Memory read/write performance on this machine is typically 4,000 to 5,000 MB/s.

C++ Performance
===============

Read
----

This test simulates reading from a one Megabyte of data arranged in a sparse form with different block sizes from 1 byte to 512 bytes.
For the one byte case there are 1,000,000 blocks each of 1 byte, for the 512 byte case there are 2,048 blocks each of 512 bytes.
In the extreme right the data is coalesced into a single one Megabyte block.

The y axis shows the time to read all blocks.

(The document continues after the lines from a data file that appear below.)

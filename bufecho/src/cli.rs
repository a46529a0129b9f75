use std::path::PathBuf;

use clap::Parser;

/// Mark a byte buffer and hand back a fresh one, in process or from inside wasm guests
#[derive(Parser, Debug)]
#[command(version, about, long_about = None)]
pub struct Args {
    /// Blueprint describing the guests to run
    pub blueprint: Option<PathBuf>,

    /// Call `hello` in process on these bytes, e.g. `--input 1,2,3,4`
    #[clap(short, long, value_delimiter = ',')]
    pub input: Option<Vec<u8>>,

    /// Just load and validate the guests of the blueprint, terminate then
    #[clap(short, long)]
    pub only_validate: bool,

    /// Require every guest to load successfully
    #[clap(short, long)]
    pub strict: bool,
}
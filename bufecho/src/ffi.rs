//! C ABI for linking against the `cdylib`
//!
//! Errors are reported as status codes, never by unwinding across the boundary. Buffers returned by
//! [bufecho_hello] belong to the caller and must be given back through [bufecho_buffer_free].

use core::ptr;

use crate::{echo, BufEchoError};

pub const STATUS_OK: i32 = 0;
pub const STATUS_INVALID_ARGUMENT_COUNT: i32 = -1;
pub const STATUS_INVALID_ARGUMENT_TYPE: i32 = -2;
pub const STATUS_BUFFER_TOO_SMALL: i32 = -3;
pub const STATUS_INTERNAL: i32 = -4;

/// A buffer allocated by this library
#[repr(C)]
#[derive(Debug)]
pub struct OwnedBuffer {
    pub data: *mut u8,
    pub len: usize,
}

impl OwnedBuffer {
    pub const fn null() -> Self {
        Self {
            data: ptr::null_mut(),
            len: 0,
        }
    }

    fn from_vec(buf: Vec<u8>) -> Self {
        let len = buf.len();
        let data = Box::into_raw(buf.into_boxed_slice()) as *mut u8;
        Self { data, len }
    }
}

fn status(err: &BufEchoError) -> i32 {
    match err {
        BufEchoError::InvalidArgumentCount { .. } => STATUS_INVALID_ARGUMENT_COUNT,
        BufEchoError::InvalidArgumentType { .. } => STATUS_INVALID_ARGUMENT_TYPE,
        BufEchoError::BufferTooSmall { .. } => STATUS_BUFFER_TOO_SMALL,
        _ => STATUS_INTERNAL,
    }
}

/// Mark `len` bytes at `buf` and store a newly allocated buffer in `out`
///
/// A null `buf` counts as a missing argument. `out` is left untouched on error.
///
/// # Safety
///
/// `buf` must be null or valid for reads and writes of `len` bytes, and not be accessed by anyone
/// else for the duration of the call. `out` must be null or valid for a write of an [OwnedBuffer].
#[no_mangle]
pub unsafe extern "C" fn bufecho_hello(buf: *mut u8, len: usize, out: *mut OwnedBuffer) -> i32 {
    if buf.is_null() {
        error!("bufecho_hello called without a buffer");
        return STATUS_INVALID_ARGUMENT_COUNT;
    }
    if len < echo::MARKER_LEN {
        error!("bufecho_hello called with a buffer of {len} bytes");
        return status(&BufEchoError::BufferTooSmall {
            expected: echo::MARKER_LEN,
            got: len,
        });
    }
    if out.is_null() {
        error!("bufecho_hello called without a place to return the buffer to");
        return STATUS_INVALID_ARGUMENT_TYPE;
    }

    let input = unsafe { core::slice::from_raw_parts_mut(buf, len) };
    match echo::hello(input) {
        Ok(output) => {
            unsafe { out.write(OwnedBuffer::from_vec(output)) };
            STATUS_OK
        }
        Err(e) => status(&e),
    }
}

/// Release a buffer returned by [bufecho_hello]
///
/// # Safety
///
/// `buf` must have been produced by [bufecho_hello] and not been freed before. A null buffer is
/// ignored.
#[no_mangle]
pub unsafe extern "C" fn bufecho_buffer_free(buf: OwnedBuffer) {
    if buf.data.is_null() {
        return;
    }
    let slice = ptr::slice_from_raw_parts_mut(buf.data, buf.len);
    drop(unsafe { Box::from_raw(slice) });
}

#[cfg(test)]
mod tests {
    use super::*;

    #[test]
    fn hello_through_c_abi() {
        let mut buf = [1u8, 2, 3, 4];
        let mut out = OwnedBuffer::null();

        let status = unsafe { bufecho_hello(buf.as_mut_ptr(), buf.len(), &mut out) };

        assert_eq!(status, STATUS_OK);
        assert_eq!(buf, [70, 70, 3, 4]);
        let returned = unsafe { core::slice::from_raw_parts(out.data, out.len) };
        assert_eq!(returned, [75; 5]);
        unsafe { bufecho_buffer_free(out) };
    }

    #[test]
    fn null_buffer_is_a_missing_argument() {
        let mut out = OwnedBuffer::null();
        let status = unsafe { bufecho_hello(ptr::null_mut(), 4, &mut out) };

        assert_eq!(status, STATUS_INVALID_ARGUMENT_COUNT);
        assert!(out.data.is_null());
    }

    #[test]
    fn short_buffer() {
        let mut buf = [7u8];
        let mut out = OwnedBuffer::null();
        let status = unsafe { bufecho_hello(buf.as_mut_ptr(), buf.len(), &mut out) };

        assert_eq!(status, STATUS_BUFFER_TOO_SMALL);
        assert_eq!(buf, [7]);
        assert!(out.data.is_null());
    }

    #[test]
    fn null_out() {
        let mut buf = [1u8, 2];
        let status = unsafe { bufecho_hello(buf.as_mut_ptr(), buf.len(), ptr::null_mut()) };

        assert_eq!(status, STATUS_INVALID_ARGUMENT_TYPE);
        assert_eq!(buf, [1, 2]);
    }

    #[test]
    fn length_is_checked_before_out() {
        let mut buf = [7u8];
        let status = unsafe { bufecho_hello(buf.as_mut_ptr(), buf.len(), ptr::null_mut()) };

        assert_eq!(status, STATUS_BUFFER_TOO_SMALL);
        assert_eq!(buf, [7]);
    }

    #[test]
    fn returned_buffers_are_distinct() {
        let mut buf = [0u8; 2];
        let (mut a, mut b) = (OwnedBuffer::null(), OwnedBuffer::null());
        unsafe {
            assert_eq!(bufecho_hello(buf.as_mut_ptr(), 2, &mut a), STATUS_OK);
            assert_eq!(bufecho_hello(buf.as_mut_ptr(), 2, &mut b), STATUS_OK);
        }
        assert_ne!(a.data, b.data);

        unsafe {
            *a.data = 0;
            assert_eq!(core::slice::from_raw_parts(b.data, b.len), [75; 5]);
            bufecho_buffer_free(a);
            bufecho_buffer_free(b);
        }
    }

    #[test]
    fn freeing_null_is_fine() {
        unsafe { bufecho_buffer_free(OwnedBuffer::null()) };
    }
}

.. image:: ../../plots/images/cpp_1mb_read.png

The one byte case corresponds to 6.3 MB/s, the 512 bytes case corresponds to 4,540 MB/s, the single 1MB block case
corresponds to 2,300 MB/s.

Need
----

This test simulates writing a low level RP66V1 index and then running need on it.
Total bytes written around 1Mb.
Blocks are about 800 bytes apart.
There are 238,310 blocks.

.. image:: ../../plots/images/cpp_need.png

This shows good linear performance.

Write
-----

This show the performance of writing 1MB of data to a ``SVF`` in two ways:

- Each write is contiguous with a previous one so the blocks are always coalesced. The ``SVF`` always contains only one block.
- Each write is *not* contiguous with a previous one so the blocks are *never* coalesced. The ``SVF`` eventually contains as many blocks as writes.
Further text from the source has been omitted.